Missivista contumaz, o escritor sempre insistiu em que a gente não devia permitir que as cartas se tornassem obsoletas, “mesmo que, talvez, já tenham se tornado”. Hoje possivelmente enviaria e-mails com a mesma intensidade. “As cartas eram uma forma de organizar a vida, a dele e a nossa”, comenta Paula no livro, cuja essência é justamente o teor dessas correspondências, às quais ela adicionou depoimentos, muitos depoimentos, de gente que conviveu com o autor. De Antonio Bivar a Adriana Calcanhotto. De José Márcio Penido a Marcos Breda. De Maria Adelaide Amaral a Okky de Souza.
Entre afagos e críticas algumas vezes duras, o livro contempla o escritor soturno que varava madrugadas em busca de inspiração, o jornalista que não atrasava a entrega dos textos, o ser marcadamente gregário, a personalidade instável, vertentes que nem sempre pareciam se integrar. Além disso, o sujeito encrenqueiro, o comentarista mordaz, o homem carente capaz de cenas públicas de ciúme, como a que se deu na redação da Pop.
Para reconstituir essa história, Paula se fez também personagem. E não se limitou a tratar do que é matéria íntima. Em mais de 500 páginas, pavimentou a trajetória do autor com as imagens, as modas, os humores, enfim, com os ícones que constituíram o zeitgeist da geração pós-ditadura. Até porque Caio surfou todas as ondas. Vibrou nas cordas lisérgicas do movimento hippie, gritou contra a burguesia ao lado dos punks, botou broche do PT no peito. Transou quiromancia, tarô, foi a cartomantes. Leu o I Ching, frequentou o Santo Daime, terreiros de Candomblé. E, no esteio desses muitos percursos, personificou, talvez como nenhum outro ficcionista, a mixórdia de inocência e esperança que animava os corações àquela época.
Paula traz revelações interessantes sobre a criação de obras como “Morangos mofados” e “Onde andará Dulce Veiga?”. Exemplo: a obsessão de Caio por desenhar os mapas astrais dos personagens, fixando data, hora e local de nascimento, para depois montar um perfil psicológico adequado e então começar a escrever. Essa paixão pela astrologia seria levada ao paroxismo em “Triângulo das águas”, cujas três novelas se inspiram nos arquétipos de Peixes, Câncer e Escorpião.
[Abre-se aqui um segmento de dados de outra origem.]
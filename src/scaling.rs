//! Scaling between raw register ticks and physical units.
//!
//! The DPM86xx reports voltages in centi-volts and currents in milli-amps. Conversions from
//! ticks are exact; conversions to ticks truncate towards zero.

/// Absorbs binary floating point error (e.g. `0.29 * 100.0 == 28.999999999999996`) before
/// truncating, so a value read from the device always converts back to the same tick count.
const TICK_EPSILON: f64 = 1e-6;

/// Linear scale between one register's ticks and its physical unit.
#[derive(Debug, Clone, Copy, PartialEq, Eq)]
pub struct Scale {
    /// Number of ticks per physical unit. E.g. `100` for centi-volts.
    pub ticks_per_unit: u32,
}

/// Volts <-> centi-volts.
pub const VOLTS: Scale = Scale::new(100);
/// Amperes <-> milli-amps.
pub const AMPERES: Scale = Scale::new(1000);

impl Scale {
    pub const fn new(ticks_per_unit: u32) -> Self {
        Self { ticks_per_unit }
    }

    /// Convert a raw register value to physical units.
    #[inline]
    pub fn to_physical(&self, ticks: u32) -> f64 {
        f64::from(ticks) / f64::from(self.ticks_per_unit)
    }

    /// Convert a physical value to (signed, unbounded) ticks, truncating towards zero.
    ///
    /// Returns `None` for values which are not finite. Range checks against the register
    /// bounds are left to the caller.
    #[inline]
    pub fn to_ticks(&self, value: f64) -> Option<i64> {
        if !value.is_finite() {
            return None;
        }
        let scaled = value * f64::from(self.ticks_per_unit);
        let nudged = if scaled >= 0.0 {
            scaled + TICK_EPSILON
        } else {
            scaled - TICK_EPSILON
        };
        Some(nudged.trunc() as i64)
    }
}

/// Round to two decimal places, the resolution used for all reported powers and currents.
#[inline]
pub fn round2(value: f64) -> f64 {
    (value * 100.0).round() / 100.0
}
//! Our error types for the DPM86xx PSUs.

use thiserror::Error;

use crate::register::{DpmRegister, Setting};

pub type Result<T> = core::result::Result<T, Error>;

/// A response line which does not match the expected framing.
#[derive(Error, Debug, Clone, Copy, PartialEq, Eq)]
pub enum FramingError {
    #[error("response too short")]
    Truncated,
    #[error("response payload is not a decimal number")]
    NonDecimalPayload,
    #[error("response is not an acknowledgement for this device")]
    UnexpectedAck,
    #[error("frame does not fit the line buffer")]
    Overflow,
}

/// Custom error type for DPM86xx PSU communications.
#[derive(Error, Debug, Clone, PartialEq)]
pub enum Error {
    #[error("Framing error: {0}")]
    Framing(#[from] FramingError),
    #[error("Writing '{command}' failed: only {written} of {expected} bytes written")]
    WriteTransmitFailed {
        command: String,
        written: usize,
        expected: usize,
    },
    #[error("No acknowledgement for '{command}', last response: '{response}'")]
    WriteAckTimeout { command: String, response: String },
    #[error("Sending '{command}' failed: only {written} of {expected} bytes written")]
    ReadTransmitFailed {
        command: String,
        written: usize,
        expected: usize,
    },
    #[error("No or strange response to '{command}': '{response}'")]
    ReadTimeout { command: String, response: String },
    #[error("Register {register:?} does not support {operation}")]
    RegisterAccess {
        register: DpmRegister,
        operation: &'static str,
    },
    #[error("Value {value} out of range for register {register:?} (max {max})")]
    RegisterOutOfRange {
        register: DpmRegister,
        value: u32,
        max: u32,
    },
    #[error("Value {value} for {setting} setting out of range ({min}..={max})")]
    SettingOutOfRange {
        setting: Setting,
        value: f64,
        min: f64,
        max: f64,
    },
    #[error("The {0} setting is read only")]
    ReadOnlySetting(Setting),
    #[error("Invalid value {value} received for register {register:?}")]
    InvalidResponse { register: DpmRegister, value: u32 },
}

impl Error {
    /// Whether this error was raised by the link rather than by validating our own input.
    pub fn is_transport(&self) -> bool {
        matches!(
            self,
            Error::WriteTransmitFailed { .. }
                | Error::WriteAckTimeout { .. }
                | Error::ReadTransmitFailed { .. }
                | Error::ReadTimeout { .. }
        )
    }
}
O livro cataloga também expressões que ele criou, com algum humor e muito sarcasmo, e que saíram de seu vocabulário pessoal para o repertório de pessoas próximas, como a própria Paula. “Lasanha”, para designar homem bonito; “adendo”, para os “chatos que colam na gente”; “nigrinha”, para gente simples que se quer descolada, mas batalha pesado pela sobrevivência. “Nigrinha não falta a vernissage por causa das empadinhas e não paga impulso de jeito maneira. Só liga da repartição”, fazia graça.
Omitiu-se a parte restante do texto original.